Tubefilter: What has been the best thing about being on BookTok?
Ayman: Probably the community I felt, from people following me to literally making friends that now occasionally I’ll meet in real life, all these online friends. I think that’s the best part. I don’t have any friends in my real life–that read as much as I do, at least. When I joined this community, I was surrounded by like-minded people that have the same opinions, views, and tastes in books just as me, and you feel more seen, I can’t lie. Just making connections with your audience and building friendships, relationships, with so many people was absolutely so cool and nothing I will ever take for granted.
I think at this point, 100% of my friends have come from this community. I have more online friends than real-life friends at this point, and I don’t hate that. I love it. I love it because now we meet up with each other for book events that are happening in our city or anywhere else in the country. Just building this community for myself, for anyone else that likes my content in general. I love it.
Tubefilter: One last thing. You were featured by TikTok this year on World Book Day. What was that like? That’s very cool.

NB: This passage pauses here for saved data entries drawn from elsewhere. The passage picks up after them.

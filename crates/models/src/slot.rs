use serde::{Deserialize, Serialize};
use strum::{AsRefStr, EnumIter, EnumString, IntoEnumIterator};

/// A lesson start time within a day. Tutors declare availability and clients
/// book lessons only on this fixed grid of labels.
#[derive(
    Debug,
    Clone,
    Copy,
    PartialEq,
    Eq,
    PartialOrd,
    Ord,
    Hash,
    Serialize,
    Deserialize,
    EnumString,
    EnumIter,
    AsRefStr,
)]
pub enum TimeSlot {
    #[serde(rename = "8:00")]
    #[strum(serialize = "8:00")]
    Eight,
    #[serde(rename = "10:00")]
    #[strum(serialize = "10:00")]
    Ten,
    #[serde(rename = "12:00")]
    #[strum(serialize = "12:00")]
    Twelve,
    #[serde(rename = "14:00")]
    #[strum(serialize = "14:00")]
    Fourteen,
    #[serde(rename = "16:00")]
    #[strum(serialize = "16:00")]
    Sixteen,
    #[serde(rename = "18:00")]
    #[strum(serialize = "18:00")]
    Eighteen,
    #[serde(rename = "20:00")]
    #[strum(serialize = "20:00")]
    Twenty,
    #[serde(rename = "22:00")]
    #[strum(serialize = "22:00")]
    TwentyTwo,
}

impl TimeSlot {
    pub fn as_str(&self) -> &str {
        self.as_ref()
    }

    pub fn all() -> Vec<TimeSlot> {
        TimeSlot::iter().collect()
    }
}
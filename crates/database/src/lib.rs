pub mod db;
pub mod entities;
pub mod services;
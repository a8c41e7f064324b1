use sea_orm::entity::prelude::*;
use serde::{Deserialize, Serialize};

/// A booked trial lesson slot
#[derive(Clone, Debug, PartialEq, DeriveEntityModel, Serialize, Deserialize)]
#[sea_orm(table_name = "bookings")]
pub struct Model {
    #[sea_orm(primary_key)]
    pub id: i32,
    pub name: String,
    pub phone: String,
    pub teacher_id: i32,
    pub day_short_name: String,
    pub time: String,
    pub created_at: DateTime,
}

#[derive(Copy, Clone, Debug, EnumIter, DeriveRelation)]
pub enum Relation {
    #[sea_orm(
        belongs_to = "super::teacher::Entity",
        from = "Column::TeacherId",
        to = "super::teacher::Column::Id"
    )]
    Teacher,
    #[sea_orm(
        belongs_to = "super::weekday::Entity",
        from = "Column::DayShortName",
        to = "super::weekday::Column::ShortName"
    )]
    Weekday,
}

impl Related<super::teacher::Entity> for Entity {
    fn to() -> RelationDef {
        Relation::Teacher.def()
    }
}

impl Related<super::weekday::Entity> for Entity {
    fn to() -> RelationDef {
        Relation::Weekday.def()
    }
}

impl ActiveModelBehavior for ActiveModel {}
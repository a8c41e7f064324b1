use sea_orm_migration::prelude::*;

#[derive(DeriveMigrationName)]
pub struct Migration;

#[async_trait::async_trait]
impl MigrationTrait for Migration {
    async fn up(&self, manager: &SchemaManager) -> Result<(), DbErr> {
        // A teacher is linked to a goal at most once
        manager
            .create_index(
                Index::create()
                    .name("idx_teacher_goals_teacher_id_goal_id")
                    .table(TeacherGoals::Table)
                    .col(TeacherGoals::TeacherId)
                    .col(TeacherGoals::GoalId)
                    .unique()
                    .to_owned(),
            )
            .await?;

        // Index on teacher_goals.goal_id for goal page lookups
        manager
            .create_index(
                Index::create()
                    .name("idx_teacher_goals_goal_id")
                    .table(TeacherGoals::Table)
                    .col(TeacherGoals::GoalId)
                    .to_owned(),
            )
            .await?;

        // Index on bookings.teacher_id for faster joins
        manager
            .create_index(
                Index::create()
                    .name("idx_bookings_teacher_id")
                    .table(Bookings::Table)
                    .col(Bookings::TeacherId)
                    .to_owned(),
            )
            .await?;

        // Index on lesson_requests.goal_id for faster joins
        manager
            .create_index(
                Index::create()
                    .name("idx_lesson_requests_goal_id")
                    .table(LessonRequests::Table)
                    .col(LessonRequests::GoalId)
                    .to_owned(),
            )
            .await?;

        Ok(())
    }

    async fn down(&self, manager: &SchemaManager) -> Result<(), DbErr> {
        // Drop indexes in reverse order
        manager
            .drop_index(
                Index::drop()
                    .name("idx_lesson_requests_goal_id")
                    .table(LessonRequests::Table)
                    .to_owned(),
            )
            .await?;

        manager
            .drop_index(
                Index::drop()
                    .name("idx_bookings_teacher_id")
                    .table(Bookings::Table)
                    .to_owned(),
            )
            .await?;

        manager
            .drop_index(
                Index::drop()
                    .name("idx_teacher_goals_goal_id")
                    .table(TeacherGoals::Table)
                    .to_owned(),
            )
            .await?;

        manager
            .drop_index(
                Index::drop()
                    .name("idx_teacher_goals_teacher_id_goal_id")
                    .table(TeacherGoals::Table)
                    .to_owned(),
            )
            .await?;

        Ok(())
    }
}

#[derive(Iden)]
enum TeacherGoals {
    Table,
    TeacherId,
    GoalId,
}

#[derive(Iden)]
enum Bookings {
    Table,
    TeacherId,
}

#[derive(Iden)]
enum LessonRequests {
    Table,
    GoalId,
}
use axum::http::StatusCode;

/// Simple endpoint that returns "OK" when the service is running properly
pub async fn health() -> (StatusCode, &'static str) {
    (StatusCode::OK, "OK")
}
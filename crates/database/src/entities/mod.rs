pub mod booking;
pub mod goal;
pub mod lesson_request;
pub mod teacher;
pub mod teacher_goal;
pub mod weekday;
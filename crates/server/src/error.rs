use crate::templates;
use axum::{
    http::StatusCode,
    response::{IntoResponse, Response},
};
use thiserror::Error;

#[derive(Error, Debug)]
pub enum AppError {
    #[error("database error: {0}")]
    Database(#[from] sea_orm::DbErr),
    #[error("{0} not found")]
    NotFound(&'static str),
    #[error("template error: {0}")]
    Template(#[from] tera::Error),
}

impl IntoResponse for AppError {
    fn into_response(self) -> Response {
        let status = match &self {
            AppError::NotFound(_) => StatusCode::NOT_FOUND,
            AppError::Database(err) => {
                log::error!("database error: {err}");
                StatusCode::INTERNAL_SERVER_ERROR
            }
            AppError::Template(err) => {
                log::error!("template error: {err}");
                StatusCode::INTERNAL_SERVER_ERROR
            }
        };

        (status, templates::error_page(status)).into_response()
    }
}
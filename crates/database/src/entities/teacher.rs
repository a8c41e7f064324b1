use models::availability::WeekSchedule;
use sea_orm::entity::prelude::*;
use serde::{Deserialize, Serialize};

#[derive(Clone, Debug, PartialEq, DeriveEntityModel, Serialize, Deserialize)]
#[sea_orm(table_name = "teachers")]
pub struct Model {
    #[sea_orm(primary_key)]
    pub id: i32,
    pub name: String,
    pub about: String,
    pub rating: f64,
    pub picture: String,
    pub price: i32,
    pub free: WeekSchedule,
}

#[derive(Copy, Clone, Debug, EnumIter, DeriveRelation)]
pub enum Relation {
    #[sea_orm(has_many = "super::teacher_goal::Entity")]
    TeacherGoals,
    #[sea_orm(has_many = "super::booking::Entity")]
    Bookings,
}

impl Related<super::teacher_goal::Entity> for Entity {
    fn to() -> RelationDef {
        Relation::TeacherGoals.def()
    }
}

impl Related<super::booking::Entity> for Entity {
    fn to() -> RelationDef {
        Relation::Bookings.def()
    }
}

// Many-to-many relationship with goals
impl Related<super::goal::Entity> for Entity {
    fn to() -> RelationDef {
        super::teacher_goal::Relation::Goal.def()
    }

    fn via() -> Option<RelationDef> {
        Some(super::teacher_goal::Relation::Teacher.def().rev())
    }
}

impl ActiveModelBehavior for ActiveModel {}
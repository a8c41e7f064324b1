use crate::{
    dtos::view::{FreeDay, SortOption},
    error::AppError,
    state::AppState,
    templates,
};
use axum::{
    extract::{Path, Query, State},
    response::Html,
};
use database::services::catalog::CatalogService;
use futures::try_join;
use models::sort::SortOrder;
use serde::Deserialize;
use std::{collections::HashMap, str::FromStr};
use tera::Context;

/// How many teachers the home page shows
const HOME_PAGE_TEACHERS: usize = 6;

/// Home page: the goal tiles and a random sample of teachers
pub async fn index(State(state): State<AppState>) -> Result<Html<String>, AppError> {
    let (goals, teachers) = try_join!(
        CatalogService::list_goals(&state.db),
        CatalogService::list_teachers(&state.db, SortOrder::Random)
    )?;

    let mut rng = rand::thread_rng();
    let picked = CatalogService::sample(teachers, HOME_PAGE_TEACHERS, &mut rng);

    let mut context = Context::new();
    context.insert("goals", &goals);
    context.insert("teachers", &picked);
    templates::render("index.html", &context)
}

#[derive(Debug, Deserialize)]
pub struct CatalogQuery {
    pub sort_by: Option<String>,
}

/// Full catalog with a sort selector. An unknown sort code falls back to the
/// random order instead of erroring.
pub async fn all(
    State(state): State<AppState>,
    Query(query): Query<CatalogQuery>,
) -> Result<Html<String>, AppError> {
    let order = match query.sort_by.as_deref() {
        None => SortOrder::default(),
        Some(raw) => SortOrder::from_str(raw).unwrap_or_else(|_| {
            log::warn!("unknown sort code {raw:?}, falling back to random");
            SortOrder::default()
        }),
    };

    let mut teachers = CatalogService::list_teachers(&state.db, order).await?;
    if order == SortOrder::Random {
        let mut rng = rand::thread_rng();
        CatalogService::shuffle(&mut teachers, &mut rng);
    }

    let sort_options: Vec<SortOption> = SortOrder::all()
        .into_iter()
        .map(|candidate| SortOption {
            value: candidate.as_str().to_owned(),
            label: candidate.label().to_owned(),
            selected: candidate == order,
        })
        .collect();

    let mut context = Context::new();
    context.insert("teachers", &teachers);
    context.insert("sort_options", &sort_options);
    templates::render("all.html", &context)
}

/// One study goal with every teacher attached to it
pub async fn goal(
    State(state): State<AppState>,
    Path(id): Path<i32>,
) -> Result<Html<String>, AppError> {
    let goal = CatalogService::get_goal(&state.db, id)
        .await?
        .ok_or(AppError::NotFound("goal"))?;
    let teachers = CatalogService::teachers_for_goal(&state.db, &goal).await?;

    let mut context = Context::new();
    context.insert("goal", &goal);
    context.insert("teachers", &teachers);
    templates::render("goal.html", &context)
}

/// Teacher profile with the free-hours grid
pub async fn profile(
    State(state): State<AppState>,
    Path(id): Path<i32>,
) -> Result<Html<String>, AppError> {
    let teacher = CatalogService::get_teacher(&state.db, id)
        .await?
        .ok_or(AppError::NotFound("teacher"))?;

    let (goals, weekdays) = try_join!(
        CatalogService::goals_of_teacher(&state.db, &teacher),
        CatalogService::list_weekdays(&state.db)
    )?;

    let day_names: HashMap<&str, &str> = weekdays
        .iter()
        .map(|day| (day.short_name.as_str(), day.ru_name.as_str()))
        .collect();

    let schedule: Vec<FreeDay> = teacher
        .free
        .days()
        .filter(|(_, slots)| !slots.is_empty())
        .map(|(code, slots)| FreeDay {
            code: code.as_str().to_owned(),
            ru_name: day_names
                .get(code.as_str())
                .copied()
                .unwrap_or(code.as_str())
                .to_owned(),
            slots: slots.iter().map(|slot| slot.as_str().to_owned()).collect(),
        })
        .collect();

    let mut context = Context::new();
    context.insert("teacher", &teacher);
    context.insert("goals", &goals);
    context.insert("schedule", &schedule);
    templates::render("profile.html", &context)
}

Ayman: It’s definitely another thing that I really appreciate. When TikTok recognized me like that, I just felt so special and seen, but it just also tells me that the community and this app in general that I’ve used to be a part of this book community is taking us seriously and making us feel seen. TikTok sees us and appreciates us. It’s something that I haven’t seen before in any other book community, and I heavily appreciated that TikTok did.